Just as President George C. Williams helped keep the institution alive in its early years, his successor, Leonard B. Job, enabled Ithaca College to survive the harsh economic times of the Great Depression and World War II.
Recruited by Williams from Ohio University where he was professor of education, Job came to campus as the College's dean on September 10, 1931. Mere months later Williams stepped down from the presidency, and the board of trustees installed Job as the College's third president in June 1932. Confronting him was an institution beset with problems: the consolidation of the affiliated schools was still in process, enrollment was down, and the debt had increased more rapidly than income.
One of Job's first acts was to throw out the commission form of compensation administered under Williams. Job put both faculty and administrators on salaries, then reduced some of those salaries. Being a fair man, he reduced his own salary as well -- but did not always collect it.

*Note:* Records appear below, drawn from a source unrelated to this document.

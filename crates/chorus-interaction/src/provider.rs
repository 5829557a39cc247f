//! Completion provider boundary.
//!
//! The orchestrator never talks to a model backend directly. It hands a
//! persona and the ordered history to a responder, which builds a
//! [`CompletionRequest`] and sends it through a [`CompletionProvider`].

use async_trait::async_trait;
use chorus_core::conversation::Message;
use chorus_core::engagement::CONTINUE_PLACEHOLDER;
use chorus_core::persona::Persona;
use thiserror::Error;

/// Role of one turn as seen by the completion backend.
#[derive(Debug, Clone, Copy, PartialEq, Eq)]
pub enum TurnRole {
    User,
    Assistant,
}

impl TurnRole {
    pub fn as_str(&self) -> &'static str {
        match self {
            TurnRole::User => "user",
            TurnRole::Assistant => "assistant",
        }
    }
}

/// One role-tagged text turn.
#[derive(Debug, Clone, PartialEq, Eq)]
pub struct Turn {
    pub role: TurnRole,
    pub content: String,
}

impl Turn {
    pub fn user(content: impl Into<String>) -> Self {
        Self {
            role: TurnRole::User,
            content: content.into(),
        }
    }

    pub fn assistant(content: impl Into<String>) -> Self {
        Self {
            role: TurnRole::Assistant,
            content: content.into(),
        }
    }
}

/// A single request to a completion backend.
#[derive(Debug, Clone, PartialEq)]
pub struct CompletionRequest {
    /// Opaque model selector
    pub model: String,
    /// System instructions, if any
    pub system: Option<String>,
    /// Ordered turns; the last one is always a `User` turn
    pub turns: Vec<Turn>,
    pub temperature: f32,
    pub max_tokens: u32,
}

impl CompletionRequest {
    /// Builds the request asking `persona` to reply to `history`.
    ///
    /// Human messages become user turns and AI messages become assistant
    /// turns, except the final message, which is always presented as a user
    /// turn so the backend produces a reply even when an AI spoke last.
    pub fn for_persona(
        persona: &Persona,
        history: &[Message],
        temperature: f32,
        max_tokens: u32,
    ) -> Self {
        let last_index = history.len().saturating_sub(1);
        let mut turns: Vec<Turn> = history
            .iter()
            .enumerate()
            .map(|(index, message)| match message {
                Message::Human { content, .. } => Turn::user(content.clone()),
                Message::Ai { content, .. } if index == last_index => Turn::user(content.clone()),
                Message::Ai { content, .. } => Turn::assistant(content.clone()),
            })
            .collect();

        if turns.is_empty() {
            turns.push(Turn::user(CONTINUE_PLACEHOLDER));
        }

        Self {
            model: persona.model.clone(),
            system: Some(persona.system_prompt.clone()),
            turns,
            temperature,
            max_tokens,
        }
    }
}

/// Errors a completion backend can report.
#[derive(Debug, Clone, Error, PartialEq, Eq)]
pub enum ProviderError {
    /// The backend answered with a non-success HTTP status.
    #[error("HTTP {status}: {message}")]
    Http {
        status: u16,
        message: String,
        retryable: bool,
    },

    /// The request never got a response (connection, timeout, ...).
    #[error("Transport error: {0}")]
    Transport(String),

    /// The backend answered without any usable text.
    #[error("Provider returned an empty response")]
    EmptyResponse,

    /// The response body could not be understood.
    #[error("Failed to parse provider response: {0}")]
    Parse(String),

    /// The provider is not usable as configured (missing key, ...).
    #[error("Provider configuration error: {0}")]
    Config(String),
}

/// An external capability that turns a request into generated text.
#[async_trait]
pub trait CompletionProvider: Send + Sync {
    async fn complete(&self, request: &CompletionRequest) -> Result<String, ProviderError>;
}
//! Read-only persona catalog.

use super::model::Persona;
use super::preset::get_default_presets;
use crate::error::{ChorusError, Result};
use std::collections::HashSet;

/// Ordered, immutable catalog of the personas available in a session.
///
/// Loaded once at startup (either the built-in presets or a configured list)
/// and shared read-only with the orchestrator.
#[derive(Debug, Clone)]
pub struct PersonaRegistry {
    personas: Vec<Persona>,
}

impl PersonaRegistry {
    /// Creates a registry from an ordered persona list.
    ///
    /// # Errors
    ///
    /// Returns `ChorusError::Config` when the list is empty, or when ids or
    /// (case-insensitive) names are duplicated or blank.
    pub fn new(personas: Vec<Persona>) -> Result<Self> {
        if personas.is_empty() {
            return Err(ChorusError::config("persona registry must not be empty"));
        }

        let mut ids = HashSet::new();
        let mut names = HashSet::new();
        for persona in &personas {
            if persona.id.trim().is_empty() || persona.name.trim().is_empty() {
                return Err(ChorusError::config("persona id and name must not be blank"));
            }
            if persona.name.chars().any(char::is_whitespace) {
                return Err(ChorusError::config(format!(
                    "persona name '{}' must be a single word to be mentionable",
                    persona.name
                )));
            }
            if !ids.insert(persona.id.clone()) {
                return Err(ChorusError::config(format!(
                    "duplicate persona id '{}'",
                    persona.id
                )));
            }
            if !names.insert(persona.name.to_lowercase()) {
                return Err(ChorusError::config(format!(
                    "duplicate persona name '{}'",
                    persona.name
                )));
            }
        }

        Ok(Self { personas })
    }

    /// Registry with the built-in presets.
    pub fn with_defaults() -> Self {
        Self {
            personas: get_default_presets(),
        }
    }

    /// All personas in registry order.
    pub fn all(&self) -> &[Persona] {
        &self.personas
    }

    pub fn find(&self, id: &str) -> Option<&Persona> {
        self.personas.iter().find(|p| p.id == id)
    }

    pub fn find_by_name(&self, name: &str) -> Option<&Persona> {
        self.personas.iter().find(|p| p.has_name(name))
    }

    /// Looks up a persona by id, falling back to a case-insensitive name match.
    ///
    /// # Errors
    ///
    /// Returns `ChorusError::NotFound` when neither matches.
    pub fn resolve(&self, id_or_name: &str) -> Result<&Persona> {
        self.find(id_or_name)
            .or_else(|| self.find_by_name(id_or_name))
            .ok_or_else(|| ChorusError::not_found("persona", id_or_name))
    }

    /// Personas that are not yet part of the given participant set.
    pub fn available_for<'a>(&'a self, participants: &[Persona]) -> Vec<&'a Persona> {
        self.personas
            .iter()
            .filter(|p| !participants.iter().any(|q| q.id == p.id))
            .collect()
    }

    /// The first `n` personas, used as the starting participants of a new conversation.
    pub fn initial_participants(&self, n: usize) -> Vec<Persona> {
        self.personas.iter().take(n).cloned().collect()
    }
}

impl Default for PersonaRegistry {
    fn default() -> Self {
        Self::with_defaults()
    }
}
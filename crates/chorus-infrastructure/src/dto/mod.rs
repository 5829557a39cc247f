//! Serialized representations of on-disk configuration.

mod config;

pub use config::{
    AnthropicSection, CompletionSection, DeciderSection, LoggingSection, PacingSection,
    PersonaConfig, RootConfig, SelfEngagementSection,
};
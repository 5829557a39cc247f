//! Terminal rendering of conversation events and diagnostics.

use colored::{ColoredString, Colorize};

use chorus_core::conversation::{ConversationEvent, Message};
use chorus_core::engagement::StopReason;
use chorus_core::persona::{Persona, PersonaRegistry};
use chorus_execution::DiagnosticEvent;

/// Parses `#rrggbb` into an RGB triple.
pub fn hex_to_rgb(hex: &str) -> Option<(u8, u8, u8)> {
    let hex = hex.strip_prefix('#')?;
    if hex.len() != 6 || !hex.is_ascii() {
        return None;
    }
    let channel = |i: usize| u8::from_str_radix(&hex[i..i + 2], 16).ok();
    Some((channel(0)?, channel(2)?, channel(4)?))
}

fn paint(text: &str, color: &str) -> ColoredString {
    match hex_to_rgb(color) {
        Some((r, g, b)) => text.truecolor(r, g, b).bold(),
        None => text.bright_magenta().bold(),
    }
}

/// `🤖 assistant` in the persona's color.
pub fn persona_label(persona: &Persona) -> String {
    format!("{} {}", persona.avatar, paint(&persona.name, &persona.color))
}

fn render_message(message: &Message, registry: &PersonaRegistry) -> String {
    match message.persona_id() {
        None => format!("> {}", message.content()).green().to_string(),
        Some(id) => {
            let header = registry
                .find(id)
                .map(persona_label)
                .unwrap_or_else(|| format!("[{}]", id).bright_magenta().to_string());
            let body = message
                .content()
                .lines()
                .map(|line| format!("  {line}"))
                .collect::<Vec<_>>()
                .join("\n");
            format!("{header}\n{body}\n")
        }
    }
}

fn describe_stop(reason: StopReason) -> &'static str {
    match reason {
        StopReason::BudgetReached => "message budget reached",
        StopReason::NoResponders => "nobody else wanted to respond",
        StopReason::EmptyHistory => "nothing to respond to",
        StopReason::AlreadyRunning => "a run was already active",
        StopReason::Busy => "replies to the last message were still pending",
    }
}

/// Text for one conversation event.
pub fn render_event(event: &ConversationEvent, registry: &PersonaRegistry) -> String {
    match event {
        ConversationEvent::MessageAppended { message } => render_message(message, registry),
        ConversationEvent::ParticipantAdded { persona } => {
            format!("{} {}", persona_label(persona), "joined".bright_black())
        }
        ConversationEvent::ParticipantRemoved { persona } => {
            format!("{} {}", persona_label(persona), "left".bright_black())
        }
        ConversationEvent::SelfEngagementToggled { enabled } => {
            let state = if *enabled { "on" } else { "off" };
            format!("Self-engagement {state}").yellow().to_string()
        }
        ConversationEvent::SelfEngagementStarted { budget } => {
            format!("── personas are talking (up to {budget} messages) ──")
                .bright_black()
                .to_string()
        }
        ConversationEvent::SelfEngagementFinished { produced, reason } => format!(
            "── {produced} message(s), {} ──",
            describe_stop(*reason)
        )
        .bright_black()
        .to_string(),
    }
}

/// Text for a diagnostic: warnings, and the decider's choices.
pub fn render_diagnostic(event: &DiagnosticEvent) -> Option<String> {
    if event.is_warning() {
        let detail = event
            .fields
            .get("error")
            .map(|e| format!(" ({})", e.as_str().unwrap_or_default()))
            .unwrap_or_default();
        return Some(format!("! {}{}", event.message, detail).yellow().to_string());
    }

    if event.target == "chorus::inference" {
        let decision = event.fields.get("decision")?.as_str()?;
        return Some(format!("  next: {decision}").bright_black().to_string());
    }

    None
}
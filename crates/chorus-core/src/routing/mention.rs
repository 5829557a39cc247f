//! Mention-based responder selection.
//!
//! Pure and deterministic: no I/O, same input always yields the same personas.

use once_cell::sync::Lazy;
use regex::Regex;

use crate::persona::Persona;

/// Token addressing every participant.
pub const ALL_TOKEN: &str = "@all";

static MENTION_PATTERN: Lazy<Regex> =
    Lazy::new(|| Regex::new(r"@(\w+)").expect("mention pattern is a valid regex"));

/// Selects the personas that must respond to `text`.
///
/// 1. Participants whose `@name` appears in the text (case-insensitive), in
///    participant order rather than text order.
/// 2. Otherwise every participant if the text contains `@all`.
/// 3. Otherwise the first participant.
///
/// Returns an empty list only when there are no participants.
pub fn route_by_mention(text: &str, participants: &[Persona]) -> Vec<Persona> {
    let lowered = text.to_lowercase();

    let mentioned: Vec<Persona> = participants
        .iter()
        .filter(|p| lowered.contains(&p.mention_token()))
        .cloned()
        .collect();
    if !mentioned.is_empty() {
        return mentioned;
    }

    if lowered.contains(ALL_TOKEN) {
        return participants.to_vec();
    }

    participants.first().cloned().into_iter().collect()
}

/// True when the text contains any `@word` token, valid persona or not.
pub fn contains_mention(text: &str) -> bool {
    MENTION_PATTERN.is_match(text)
}

/// Prepares outgoing human text for routing: trims it and appends ` @all`
/// when it carries no mention at all.
pub fn normalize_outgoing(text: &str) -> String {
    let trimmed = text.trim();
    if contains_mention(trimmed) {
        trimmed.to_string()
    } else {
        format!("{trimmed} {ALL_TOKEN}")
    }
}
#[async_trait]
impl PersonaResponder for GatedResponder {
    async fn respond(
        &self,
        persona: &Persona,
        _history: &[Message],
    ) -> Result<Message, ProviderError> {
        let active = self.active.fetch_add(1, Ordering::SeqCst) + 1;
        self.peak.fetch_max(active, Ordering::SeqCst);
        let _ = self.entered.send(persona.id.clone());
        let permit = self.permits.acquire().await;
        self.active.fetch_sub(1, Ordering::SeqCst);
        permit
            .map_err(|e| ProviderError::Transport(e.to_string()))?
            .forget();
        Ok(Message::ai(persona.id.clone(), format!("{} speaks", persona.name)))
    }
}

// Router that replays scripted rounds, then repeats a fixed selection
struct ScriptedRouter {
    rounds: Mutex<VecDeque<Vec<&'static str>>>,
    then: Vec<&'static str>,
    calls: Mutex<Vec<(String, Vec<String>)>>,
}

impl ScriptedRouter {
    fn always(ids: &[&'static str]) -> Self {
        Self::scripted(Vec::new(), ids)
    }

    fn scripted(rounds: Vec<Vec<&'static str>>, then: &[&'static str]) -> Self {
        Self {
            rounds: Mutex::new(rounds.into()),
            then: then.to_vec(),
            calls: Mutex::new(Vec::new()),
        }
    }

    fn calls(&self) -> Vec<(String, Vec<String>)> {
        self.calls.lock().unwrap().clone()
    }
}

#[async_trait]
impl InferenceRouting for ScriptedRouter {
    async fn route_by_inference(
        &self,
        last_content: &str,
        participants: &[Persona],
    ) -> Vec<Persona> {
        self.calls.lock().unwrap().push((
            last_content.to_string(),
            participants.iter().map(|p| p.id.clone()).collect(),
        ));
        let selected = self
            .rounds
            .lock()
            .unwrap()
            .pop_front()
            .unwrap_or_else(|| self.then.clone());
        participants
            .iter()
            .filter(|p| selected.iter().any(|id| *id == p.id))
            .cloned()
            .collect()
    }
}

// Router that always picks a persona from outside the conversation
struct OutsiderRouter(Persona);

#[async_trait]
impl InferenceRouting for OutsiderRouter {
    async fn route_by_inference(
        &self,
        _last_content: &str,
        _participants: &[Persona],
    ) -> Vec<Persona> {
        vec![self.0.clone()]
    }
}

fn orchestrator(
    participants: usize,
    responder: Arc<dyn PersonaResponder>,
    router: Arc<dyn InferenceRouting>,
) -> ConversationOrchestrator {
    let registry = Arc::new(PersonaRegistry::with_defaults());
    let conversation = Conversation::new(DEFAULT_TITLE, registry.initial_participants(participants));
    ConversationOrchestrator::new(conversation, registry, responder, router)
}

fn authors(messages: &[Message]) -> Vec<Option<String>> {
    messages
        .iter()
        .map(|m| m.persona_id().map(str::to_string))
        .collect()
}

#[tokio::test]
async fn test_unmentioned_message_goes_to_everyone_in_order() {
    let responder = Arc::new(ScriptedResponder::default());
    let orch = orchestrator(2, responder.clone(), Arc::new(ScriptedRouter::always(&[])));

    let outcome = orch.send_message("  hello  ").await.unwrap();
    let TurnOutcome::Direct { responses } = outcome else {
        panic!("expected a direct turn");
    };
    assert_eq!(responses.len(), 2);

    let messages = orch.messages().await;
    assert_eq!(messages[0].content(), "hello @all");
    assert_eq!(
        authors(&messages),
        vec![
            None,
            Some("ai-assistant".to_string()),
            Some("ai-analyst".to_string())
        ]
    );
}
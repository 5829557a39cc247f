//! Model-driven responder selection.
//!
//! Asks a small, low-temperature model which participants should answer the
//! latest message. The decision call is best effort: when it fails the router
//! degrades according to its [`DecisionFailurePolicy`] and never returns an
//! error.

use std::sync::Arc;

use async_trait::async_trait;
use chorus_core::engagement::DecisionFailurePolicy;
use chorus_core::persona::Persona;
use chorus_core::routing::route_by_mention;

use crate::provider::{CompletionProvider, CompletionRequest, ProviderError, Turn};

/// Decision model used when none is configured.
pub const DEFAULT_DECIDER_MODEL: &str = "claude-3-haiku-20240307";

/// Low temperature keeps the decision close to deterministic.
pub const DEFAULT_DECIDER_TEMPERATURE: f32 = 0.2;

const DECIDER_MAX_TOKENS: u32 = 64;

const ALL_DECISION: &str = "all";
const NONE_DECISION: &str = "none";

const ROUTER_INSTRUCTION: &str = "You are a conversation router that determines which AI agents should respond to a message. \
Your job is to analyze the message content and determine which AI agents are most appropriate to respond. \
Output ONLY the names of the agents who should respond, separated by commas, \
or 'all' if all agents should respond. No other text or explanations.";

/// Selects the personas that should answer `last_content`.
///
/// An empty result means nobody should respond.
#[async_trait]
pub trait InferenceRouting: Send + Sync {
    async fn route_by_inference(&self, last_content: &str, participants: &[Persona])
    -> Vec<Persona>;
}

/// Parsed answer of the decision model.
#[derive(Debug, Clone, PartialEq, Eq)]
pub enum RoutingDecision {
    /// Every participant responds.
    All,
    /// These participants respond, in participant order.
    Selected(Vec<Persona>),
    /// The model explicitly selected nobody.
    Nobody,
}

impl RoutingDecision {
    pub fn into_personas(self, participants: &[Persona]) -> Vec<Persona> {
        match self {
            RoutingDecision::All => participants.to_vec(),
            RoutingDecision::Selected(personas) => personas,
            RoutingDecision::Nobody => Vec::new(),
        }
    }
}

/// Interprets the raw decision text.
///
/// `all` selects everyone and `none` selects nobody (both case-insensitive).
/// Anything else is read as a comma-separated list of display names; if no
/// name matches, the first participant is selected.
pub fn parse_decision(raw: &str, participants: &[Persona]) -> RoutingDecision {
    let decision = raw
        .trim()
        .trim_matches(|c: char| c == '\'' || c == '"' || c == '.')
        .trim()
        .to_lowercase();

    if decision == ALL_DECISION {
        return RoutingDecision::All;
    }
    if decision == NONE_DECISION {
        return RoutingDecision::Nobody;
    }

    let selected_names: Vec<&str> = decision
        .split(',')
        .map(str::trim)
        .filter(|name| !name.is_empty())
        .collect();

    let selected: Vec<Persona> = participants
        .iter()
        .filter(|p| selected_names.iter().any(|name| p.has_name(name)))
        .cloned()
        .collect();

    if selected.is_empty() {
        tracing::warn!(
            target: "chorus::inference",
            decision = %decision,
            "No matching participants found from inference, defaulting to first participant"
        );
        return match participants.first() {
            Some(first) => RoutingDecision::Selected(vec![first.clone()]),
            None => RoutingDecision::Nobody,
        };
    }

    RoutingDecision::Selected(selected)
}

/// Settings of the decision call.
#[derive(Debug, Clone, PartialEq)]
pub struct DeciderConfig {
    pub model: String,
    pub temperature: f32,
    pub on_failure: DecisionFailurePolicy,
}

impl Default for DeciderConfig {
    fn default() -> Self {
        Self {
            model: DEFAULT_DECIDER_MODEL.to_string(),
            temperature: DEFAULT_DECIDER_TEMPERATURE,
            on_failure: DecisionFailurePolicy::default(),
        }
    }
}

/// [`InferenceRouting`] implementation that consults a completion provider.
pub struct InferenceRouter {
    provider: Arc<dyn CompletionProvider>,
    config: DeciderConfig,
}

impl InferenceRouter {
    pub fn new(provider: Arc<dyn CompletionProvider>, config: DeciderConfig) -> Self {
        Self { provider, config }
    }

    pub fn config(&self) -> &DeciderConfig {
        &self.config
    }

    /// Builds the decision request for the given message and candidates.
    pub fn build_request(&self, last_content: &str, participants: &[Persona]) -> CompletionRequest {
        let candidates = participants
            .iter()
            .map(|p| format!("- {}: {}", p.name, p.instructions_summary()))
            .collect::<Vec<_>>()
            .join("\n");

        let context = format!(
            "Looking at this message: \"{last_content}\"\n\n\
             Which of these AI participants should respond?\n\n\
             {candidates}\n\n\
             Reply with ONLY the names separated by commas (e.g., 'assistant,critic'), \
             or 'all' if all participants should respond. If no specific agent is appropriate, \
             select the most suitable one based on the message content. \
             Reply 'none' only if the conversation has clearly come to an end."
        );

        CompletionRequest {
            model: self.config.model.clone(),
            system: Some(ROUTER_INSTRUCTION.to_string()),
            turns: vec![Turn::user(context)],
            temperature: self.config.temperature,
            max_tokens: DECIDER_MAX_TOKENS,
        }
    }

    fn recover(&self, err: &ProviderError, last_content: &str, participants: &[Persona]) -> Vec<Persona> {
        match self.config.on_failure {
            DecisionFailurePolicy::FallbackToMentions => {
                tracing::warn!(
                    target: "chorus::inference",
                    error = %err,
                    "Error determining responders by inference, falling back to mention routing"
                );
                route_by_mention(last_content, participants)
            }
            DecisionFailurePolicy::EndConversation => {
                tracing::warn!(
                    target: "chorus::inference",
                    error = %err,
                    "Error determining responders by inference, selecting nobody"
                );
                Vec::new()
            }
        }
    }
}

#[async_trait]
impl InferenceRouting for InferenceRouter {
    async fn route_by_inference(
        &self,
        last_content: &str,
        participants: &[Persona],
    ) -> Vec<Persona> {
        if participants.is_empty() {
            return Vec::new();
        }

        let request = self.build_request(last_content, participants);
        match self.provider.complete(&request).await {
            Ok(raw) if raw.trim().is_empty() => {
                self.recover(&ProviderError::EmptyResponse, last_content, participants)
            }
            Ok(raw) => {
                tracing::info!(
                    target: "chorus::inference",
                    decision = %raw.trim(),
                    "Inference decision"
                );
                parse_decision(&raw, participants).into_personas(participants)
            }
            Err(err) => self.recover(&err, last_content, participants),
        }
    }
}
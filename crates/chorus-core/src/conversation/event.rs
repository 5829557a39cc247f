use serde::Serialize;

use super::message::Message;
use crate::engagement::StopReason;
use crate::persona::Persona;

/// Notifications published to conversation observers (e.g. the UI).
#[derive(Debug, Clone, Serialize)]
#[serde(tag = "type", rename_all = "snake_case")]
pub enum ConversationEvent {
    /// A message was appended to the history.
    MessageAppended { message: Message },
    /// A persona joined the conversation.
    ParticipantAdded { persona: Persona },
    /// A persona left the conversation.
    ParticipantRemoved { persona: Persona },
    /// The standing self-engagement flag changed.
    SelfEngagementToggled { enabled: bool },
    /// An autonomous run started.
    SelfEngagementStarted { budget: usize },
    /// An autonomous run left the loop.
    SelfEngagementFinished { produced: usize, reason: StopReason },
}

/// Receives conversation events.
///
/// Observers are invoked synchronously on the task that caused the event.
/// `ConversationState` calls them during the mutation itself, so anything
/// holding a lock around the state must not let an observer wait on that
/// lock. The orchestrator queues events and delivers them after its state
/// lock is released. Observers must not block either way.
pub trait ConversationObserver: Send + Sync {
    fn on_event(&self, event: &ConversationEvent);
}

impl<F> ConversationObserver for F
where
    F: Fn(&ConversationEvent) + Send + Sync,
{
    fn on_event(&self, event: &ConversationEvent) {
        self(event)
    }
}
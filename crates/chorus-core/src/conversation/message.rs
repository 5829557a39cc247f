//! Conversation message types.
//!
//! A message is either authored by the human or by one of the AI personas.
//! The variant is the discriminant; anything that depends on who wrote a
//! message must match on it exhaustively.

use chrono::{DateTime, Utc};
use serde::{Deserialize, Serialize};
use uuid::Uuid;

/// Who authored a message.
#[derive(Debug, Clone, Copy, PartialEq, Eq, Serialize, Deserialize)]
#[serde(rename_all = "snake_case")]
pub enum MessageRole {
    /// Message typed by the human user.
    Human,
    /// Message generated on behalf of a persona.
    Ai,
}

/// A single message in a conversation history.
#[derive(Debug, Clone, PartialEq, Eq, Serialize, Deserialize)]
#[serde(tag = "role", rename_all = "snake_case")]
pub enum Message {
    Human {
        id: String,
        content: String,
        timestamp: DateTime<Utc>,
    },
    Ai {
        id: String,
        content: String,
        timestamp: DateTime<Utc>,
        /// Id of the persona that produced this message.
        persona_id: String,
    },
}

impl Message {
    /// Creates a human message with a fresh id, stamped now.
    pub fn human(content: impl Into<String>) -> Self {
        Self::Human {
            id: Uuid::new_v4().to_string(),
            content: content.into(),
            timestamp: Utc::now(),
        }
    }

    /// Creates an AI message attributed to `persona_id`, with a fresh id, stamped now.
    pub fn ai(persona_id: impl Into<String>, content: impl Into<String>) -> Self {
        Self::Ai {
            id: Uuid::new_v4().to_string(),
            content: content.into(),
            timestamp: Utc::now(),
            persona_id: persona_id.into(),
        }
    }

    pub fn id(&self) -> &str {
        match self {
            Self::Human { id, .. } | Self::Ai { id, .. } => id,
        }
    }

    pub fn content(&self) -> &str {
        match self {
            Self::Human { content, .. } | Self::Ai { content, .. } => content,
        }
    }

    pub fn timestamp(&self) -> DateTime<Utc> {
        match self {
            Self::Human { timestamp, .. } | Self::Ai { timestamp, .. } => *timestamp,
        }
    }

    pub fn role(&self) -> MessageRole {
        match self {
            Self::Human { .. } => MessageRole::Human,
            Self::Ai { .. } => MessageRole::Ai,
        }
    }

    /// The authoring persona, `None` for human messages.
    pub fn persona_id(&self) -> Option<&str> {
        match self {
            Self::Human { .. } => None,
            Self::Ai { persona_id, .. } => Some(persona_id),
        }
    }

    pub(crate) fn set_timestamp(&mut self, value: DateTime<Utc>) {
        match self {
            Self::Human { timestamp, .. } | Self::Ai { timestamp, .. } => *timestamp = value,
        }
    }
}
//! Domain layer of Chorus: personas, conversations, mention routing and
//! self-engagement types.

pub mod conversation;
pub mod engagement;
pub mod error;
pub mod persona;
pub mod routing;

// Re-export common error type
pub use error::ChorusError;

Facing a debt of nearly $400,000 by 1936, the College administration had two options: declare bankruptcy or write off the past. Job presented this bleak outlook to the College's creditors in the Ithaca business community, noting that "even the knives, forks, and spoons in the dining room are mortgaged." To force the school into bankruptcy would leave some debtors with unpaid amounts. To start over, Job argued successfully, would allow the school to prosper and the Ithaca community to benefit from its economic contributions.
Paying tribute to Job years later, the College's sixth president would link IC's continued existence directly to his predecessor's tenure. "Some say that Leonard Job willed the College to survive the depression," said James J. Whalen. "I believe that is true, that this institution would not exist were it not for his many years of hard work and dedication."
After World War II began, the College increased its number of academic offerings. During the 1940s, for example, the College added a radio department (now the Department of Television-Radio), graduate studies, and a physical therapy division. Designed initially as a program that prepared students for careers devoted to the physical rehabilitation of wounded or disabled war veterans, the division grew into one of Ithaca's flagship programs.
By 1948 enrollment had risen to 1,471, and the College was outgrowing its existing facilities downtown. Although he considered locations outside Ithaca, Job ultimately decided to stay in town. In 1949 he acquired 200 acres of land on South Hill, now the site of the College campus. To keep costs to a minimum, he did much of the survey work for the site himself, a testament to his fiscal responsibility and dedication to the College.
Job retired from the presidency on February 15, 1957, after serving a quarter century. On October 25, 1965, Ithaca College named its new administration building after him.
Hailing from Putnam County, Indiana, Job was born December 23, 1891. He received his A.B. and M.A. degrees from the University of Indiana in 1915 and 1919, respectively. Job obtained his Ph.D. in 1926 from Columbia University after studying school and college administration in its Teachers College. He also studied finance in Columbia's School of Business.
Job held a variety of government- and education-related jobs between 1919 and 1931, ranging from teacher and principal in Indiana to training officer for the rehabilitation division of the federal board of vocational education, to assistant state superintendent of public instruction for Indiana. Before his arrival at Ithaca College, Job served for five years as a professor of education at Ohio University. A noted authority in school administration, Job published several books, including Financing Public Education in Ohio, Indiana School Law, City School Accounting, and The School Clerk and His Records.
Job died February 16, 1981, in Lakeland, Florida.